1970s Book Showcases Abuses Of Military Propaganda Machine

bookWhen I spotted this book in a thrift store, I was intrigued first by the title then by the fact it was written by a Senator. Although a relatively short book, The Pentagon Propaganda Machine by Senator J.W. Fulbright is an expose of the methods used by the various branches of the military in the 1960s to win the public over.

Fulbright, of course, takes issues with the methods used and the money spent on those methods. He cites stat and stat and example after example of how ‘common folk’ and ‘community leaders’ were courted by military to persuade the public of the need for a standing army and a robust military infrastructure.

Although, I doubt many readers were swayed one way or the other on military issues by Fulbright’s book — it does highlight some of the policies and procedures used to this day to influence the American public.

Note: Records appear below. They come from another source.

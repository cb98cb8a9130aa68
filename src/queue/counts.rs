//! Per-status task counts.

use serde::Serialize;

use crate::domain::{GrabTask, TaskStatus};

#[derive(Debug, Clone, Copy, Default, PartialEq, Eq, Serialize)]
pub struct QueueCounts {
    pub total: usize,
    pub pending: usize,
    pub running: usize,
    pub success: usize,
    pub failed: usize,
}

impl QueueCounts {
    pub fn from_tasks(tasks: &[GrabTask]) -> Self {
        tasks.iter().fold(
            Self {
                total: tasks.len(),
                ..Default::default()
            },
            |mut counts, task| {
                match task.status {
                    TaskStatus::Pending => counts.pending += 1,
                    TaskStatus::Running => counts.running += 1,
                    TaskStatus::Success => counts.success += 1,
                    TaskStatus::Failed => counts.failed += 1,
                }
                counts
            },
        )
    }
}

#[cfg(test)]
mod tests {
    use super::*;
    use crate::domain::Resource;

    #[test]
    fn test_counts_empty() {
        assert_eq!(QueueCounts::from_tasks(&[]), QueueCounts::default());
    }

    #[test]
    fn test_counts_by_status() {
        let statuses = [
            TaskStatus::Pending,
            TaskStatus::Pending,
            TaskStatus::Running,
            TaskStatus::Success,
            TaskStatus::Failed,
        ];
        let tasks: Vec<GrabTask> = statuses
            .iter()
            .enumerate()
            .map(|(i, status)| {
                let mut task = GrabTask::new(Resource::new(i as u64, "n", "c"), 1);
                task.status = *status;
                task
            })
            .collect();

        let counts = QueueCounts::from_tasks(&tasks);
        assert_eq!(counts.total, 5);
        assert_eq!(counts.pending, 2);
        assert_eq!(counts.running, 1);
        assert_eq!(counts.success, 1);
        assert_eq!(counts.failed, 1);
    }
}
//! Error types for seatgrab
//!
//! Centralized error handling using thiserror.

use thiserror::Error;

/// All error types that can occur in seatgrab
#[derive(Debug, Error)]
pub enum GrabError {
    /// Scheduled start time is not in the future
    #[error("Invalid schedule: {0}")]
    InvalidSchedule(String),

    /// Grab interval outside the accepted range
    #[error("Invalid interval: {0}")]
    InvalidInterval(String),

    /// Storage/persistence error
    #[error("Storage error: {0}")]
    Storage(String),

    /// IO error
    #[error("IO error: {0}")]
    Io(#[from] std::io::Error),

    /// JSON serialization/deserialization error
    #[error("JSON error: {0}")]
    Json(#[from] serde_json::Error),

    /// YAML serialization/deserialization error
    #[error("YAML error: {0}")]
    Yaml(#[from] serde_yaml::Error),
}

/// Result type alias for seatgrab operations
pub type Result<T> = std::result::Result<T, GrabError>;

One of the more interesting stories in the book, though, deals with John Wayne and his movie production company, Batjac — and the favors they incurred from the military when filming The Green Berets. The movie showcases the work of the berets in the Vietnam war and portrays the war in a favorable light.

Fulbright’s issue was not with the movie, but rather all the freebies, Wayne’s production company received during filming including a large group of military men to be used as actors and extras. When filming was complete, Batjac paid the military about $18,000 for services provided despite the fact that operating the Huey helicopters in the movie alone cost the military about $36,000. Fulbright, who questioned the military on the disparity between funds received and funds spent, was told by the military,

…Upon completion of photography, many truckloads of equipment, training aids, and material as well as a complete Montagnard village constructed at Company expense were presented to the Infantry Center for use in its guerilla warfare training program. Culmulatively, the donation can be evaluated at about $75,000, as estimated by Fort Benning officers, and will result in a significant contribution to the realism and effectiveness of guerilla training conducted at the Center.

Fulbright was not impressed with the answer or the movie set left behind by Wayne’s company. Fulbright wrote,

At that time, American troops had been in combat in Vietnam for more than two and a half years. If Fort Benning by then did not already have guerilla training facilities as good or better than those left behind by Wayne’s company there is something wrong with Army training.

Rated: 4.5 out of 5. This is a quick read and an interesting glimpse at how public opinion was shaped in the 1960s.